→ SOURCE DATA
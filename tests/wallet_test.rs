mod common;

use axum::http::{Method, StatusCode};
use rust_decimal_macros::dec;
use sea_orm::{ColumnTrait, EntityTrait, QueryFilter};
use serde_json::json;

use common::{money, read_json, PayoutBehavior, TestApp};
use talentlink_api::entities::{
    profile::{Entity as ProfileEntity, ProfileRole},
    transaction::{self, Entity as TransactionEntity, EntryType, TransactionCategory},
    withdrawal::{Entity as WithdrawalEntity, WithdrawalStatus},
};

#[tokio::test]
async fn top_up_credits_wallet_and_writes_ledger_entry() {
    let app = TestApp::new().await;
    let founder = app.seed_profile(ProfileRole::Founder, dec!(40), dec!(0)).await;

    let response = app
        .request(
            Method::POST,
            "/api/v1/wallet/topup",
            Some(json!({
                "founder_id": founder,
                "amount": "200",
                "charge_reference": "ch_abc123"
            })),
        )
        .await;
    assert_eq!(response.status(), StatusCode::OK);
    let body = read_json(response).await;
    assert_eq!(money(&body["data"]["wallet_balance"]), dec!(240));

    let entries = TransactionEntity::find()
        .filter(transaction::Column::UserId.eq(founder))
        .all(&*app.state.db)
        .await
        .unwrap();
    assert_eq!(entries.len(), 1);
    assert_eq!(entries[0].entry_type, EntryType::Credit);
    assert_eq!(entries[0].category, TransactionCategory::WalletTopup);
    assert_eq!(entries[0].amount, dec!(200));
    assert!(entries[0].description.contains("ch_abc123"));
}

#[tokio::test]
async fn top_up_rejects_non_positive_amounts() {
    let app = TestApp::new().await;
    let founder = app.seed_profile(ProfileRole::Founder, dec!(0), dec!(0)).await;

    for amount in ["0", "-50"] {
        let response = app
            .request(
                Method::POST,
                "/api/v1/wallet/topup",
                Some(json!({
                    "founder_id": founder,
                    "amount": amount,
                    "charge_reference": "ch_x"
                })),
            )
            .await;
        assert_eq!(response.status(), StatusCode::BAD_REQUEST);
    }
}

#[tokio::test]
async fn withdrawal_pays_net_amount_and_splits_the_fee() {
    let app = TestApp::new().await;
    let talent = app.seed_profile(ProfileRole::Talent, dec!(0), dec!(80)).await;

    let response = app
        .request(
            Method::POST,
            "/api/v1/withdrawals",
            Some(json!({
                "talent_id": talent,
                "amount": "50",
                "bank_name": "Maybank",
                "bank_code": "MBB",
                "account_number": "1234567890",
                "account_holder": "Aisha"
            })),
        )
        .await;
    assert_eq!(response.status(), StatusCode::OK);
    let body = read_json(response).await;
    assert_eq!(body["data"]["status"], "paid");
    assert_eq!(money(&body["data"]["amount"]), dec!(50));
    assert_eq!(money(&body["data"]["admin_fee"]), dec!(5));
    assert_eq!(money(&body["data"]["net_amount"]), dec!(45));
    assert!(body["data"]["provider_reference"]
        .as_str()
        .unwrap()
        .starts_with("mock-"));

    // The provider was instructed to transfer the net amount once
    let requests = app.payout_provider.recorded_requests();
    assert_eq!(requests.len(), 1);
    assert_eq!(requests[0].amount, dec!(45));
    assert_eq!(requests[0].currency, "MYR");

    // Gross debit for the talent, fee credit for the platform
    let db = &*app.state.db;
    let talent_profile = ProfileEntity::find_by_id(talent).one(db).await.unwrap().unwrap();
    assert_eq!(talent_profile.available_earnings, dec!(30));

    let talent_entries = TransactionEntity::find()
        .filter(transaction::Column::UserId.eq(talent))
        .all(db)
        .await
        .unwrap();
    assert_eq!(talent_entries.len(), 1);
    assert_eq!(talent_entries[0].entry_type, EntryType::Debit);
    assert_eq!(talent_entries[0].category, TransactionCategory::Withdrawal);
    assert_eq!(talent_entries[0].amount, dec!(50));

    let platform_entries = TransactionEntity::find()
        .filter(transaction::Column::UserId.eq(app.platform_account_id))
        .all(db)
        .await
        .unwrap();
    assert_eq!(platform_entries.len(), 1);
    assert_eq!(platform_entries[0].entry_type, EntryType::Credit);
    assert_eq!(platform_entries[0].category, TransactionCategory::AdminFee);
    assert_eq!(platform_entries[0].amount, dec!(5));
}

#[tokio::test]
async fn over_withdrawal_is_rejected_without_any_records() {
    let app = TestApp::new().await;
    let talent = app.seed_profile(ProfileRole::Talent, dec!(0), dec!(30)).await;

    let response = app
        .request(
            Method::POST,
            "/api/v1/withdrawals",
            Some(json!({
                "talent_id": talent,
                "amount": "50",
                "bank_name": "Maybank",
                "bank_code": "MBB",
                "account_number": "1234567890",
                "account_holder": "Aisha"
            })),
        )
        .await;
    assert_eq!(response.status(), StatusCode::UNPROCESSABLE_ENTITY);

    // Provider never called, nothing persisted
    assert!(app.payout_provider.recorded_requests().is_empty());

    let db = &*app.state.db;
    let talent_profile = ProfileEntity::find_by_id(talent).one(db).await.unwrap().unwrap();
    assert_eq!(talent_profile.available_earnings, dec!(30));

    let withdrawals = WithdrawalEntity::find().all(db).await.unwrap();
    assert!(withdrawals.is_empty());
    let entries = TransactionEntity::find()
        .filter(transaction::Column::UserId.eq(talent))
        .all(db)
        .await
        .unwrap();
    assert!(entries.is_empty());
}

#[tokio::test]
async fn provider_rejection_restores_funds_and_records_the_failure() {
    let app = TestApp::with_payout_behavior(PayoutBehavior::FailTerminal).await;
    let talent = app.seed_profile(ProfileRole::Talent, dec!(0), dec!(80)).await;

    let response = app
        .request(
            Method::POST,
            "/api/v1/withdrawals",
            Some(json!({
                "talent_id": talent,
                "amount": "50",
                "bank_name": "Maybank",
                "bank_code": "MBB",
                "account_number": "0000",
                "account_holder": "Aisha"
            })),
        )
        .await;
    assert_eq!(response.status(), StatusCode::BAD_GATEWAY);

    let db = &*app.state.db;

    // Funds restored by the compensating update
    let talent_profile = ProfileEntity::find_by_id(talent).one(db).await.unwrap().unwrap();
    assert_eq!(talent_profile.available_earnings, dec!(80));

    // The withdrawal survives as an audit record with the provider error
    let withdrawals = WithdrawalEntity::find().all(db).await.unwrap();
    assert_eq!(withdrawals.len(), 1);
    assert_eq!(withdrawals[0].status, WithdrawalStatus::Rejected);
    assert!(withdrawals[0]
        .provider_error
        .as_deref()
        .unwrap()
        .contains("invalid bank account"));
    assert!(withdrawals[0].processed_at.is_some());

    // A failed withdrawal leaves no ledger entries
    let entries = TransactionEntity::find().all(db).await.unwrap();
    assert!(entries.is_empty());
}

#[tokio::test]
async fn transient_provider_outage_exhausts_retries_and_compensates() {
    let app = TestApp::with_payout_behavior(PayoutBehavior::FailTransient).await;
    let talent = app.seed_profile(ProfileRole::Talent, dec!(0), dec!(80)).await;

    let response = app
        .request(
            Method::POST,
            "/api/v1/withdrawals",
            Some(json!({
                "talent_id": talent,
                "amount": "50",
                "bank_name": "Maybank",
                "bank_code": "MBB",
                "account_number": "1234567890",
                "account_holder": "Aisha"
            })),
        )
        .await;
    assert_eq!(response.status(), StatusCode::BAD_GATEWAY);

    // Every attempt reached the provider before giving up
    assert_eq!(app.payout_provider.recorded_requests().len(), 3);

    let db = &*app.state.db;
    let talent_profile = ProfileEntity::find_by_id(talent).one(db).await.unwrap().unwrap();
    assert_eq!(talent_profile.available_earnings, dec!(80));

    let withdrawals = WithdrawalEntity::find().all(db).await.unwrap();
    assert_eq!(withdrawals.len(), 1);
    assert_eq!(withdrawals[0].status, WithdrawalStatus::Rejected);
    assert!(withdrawals[0]
        .provider_error
        .as_deref()
        .unwrap()
        .contains("connection reset"));

    let entries = TransactionEntity::find().all(db).await.unwrap();
    assert!(entries.is_empty());
}

#[tokio::test]
async fn withdrawal_history_and_lookup() {
    let app = TestApp::new().await;
    let talent = app.seed_profile(ProfileRole::Talent, dec!(0), dec!(200)).await;

    for amount in ["50", "30"] {
        let response = app
            .request(
                Method::POST,
                "/api/v1/withdrawals",
                Some(json!({
                    "talent_id": talent,
                    "amount": amount,
                    "bank_name": "Maybank",
                    "bank_code": "MBB",
                    "account_number": "1234567890",
                    "account_holder": "Aisha"
                })),
            )
            .await;
        assert_eq!(response.status(), StatusCode::OK);
    }

    let response = app
        .request(
            Method::GET,
            &format!("/api/v1/withdrawals?user_id={talent}"),
            None,
        )
        .await;
    assert_eq!(response.status(), StatusCode::OK);
    let body = read_json(response).await;
    assert_eq!(body["data"].as_array().unwrap().len(), 2);

    let id = body["data"][0]["id"].as_str().unwrap().to_string();
    let response = app
        .request(Method::GET, &format!("/api/v1/withdrawals/{id}"), None)
        .await;
    assert_eq!(response.status(), StatusCode::OK);
    let body = read_json(response).await;
    assert_eq!(body["data"]["id"], id);
}

#[tokio::test]
async fn balance_and_transaction_history_endpoints() {
    let app = TestApp::new().await;
    let founder = app.seed_profile(ProfileRole::Founder, dec!(100), dec!(0)).await;

    for reference in ["ch_1", "ch_2", "ch_3"] {
        let response = app
            .request(
                Method::POST,
                "/api/v1/wallet/topup",
                Some(json!({
                    "founder_id": founder,
                    "amount": "10",
                    "charge_reference": reference
                })),
            )
            .await;
        assert_eq!(response.status(), StatusCode::OK);
    }

    let response = app
        .request(Method::GET, &format!("/api/v1/wallet/{founder}"), None)
        .await;
    assert_eq!(response.status(), StatusCode::OK);
    let body = read_json(response).await;
    assert_eq!(money(&body["data"]["wallet_balance"]), dec!(130));
    assert_eq!(body["data"]["role"], "founder");

    let response = app
        .request(
            Method::GET,
            &format!("/api/v1/wallet/{founder}/transactions?page=1&limit=2"),
            None,
        )
        .await;
    assert_eq!(response.status(), StatusCode::OK);
    let body = read_json(response).await;
    assert_eq!(body["data"]["total"], 3);
    assert_eq!(body["data"]["transactions"].as_array().unwrap().len(), 2);
}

→ TASK OBJECTIVE
Search the material for the string "PayoutBehavior" and show every line that has it.

→ ANSWER TO THE PROBLEM
use common::{money, read_json, PayoutBehavior, TestApp};
    let app = TestApp::with_payout_behavior(PayoutBehavior::FailTerminal).await;
    let app = TestApp::with_payout_behavior(PayoutBehavior::FailTransient).await;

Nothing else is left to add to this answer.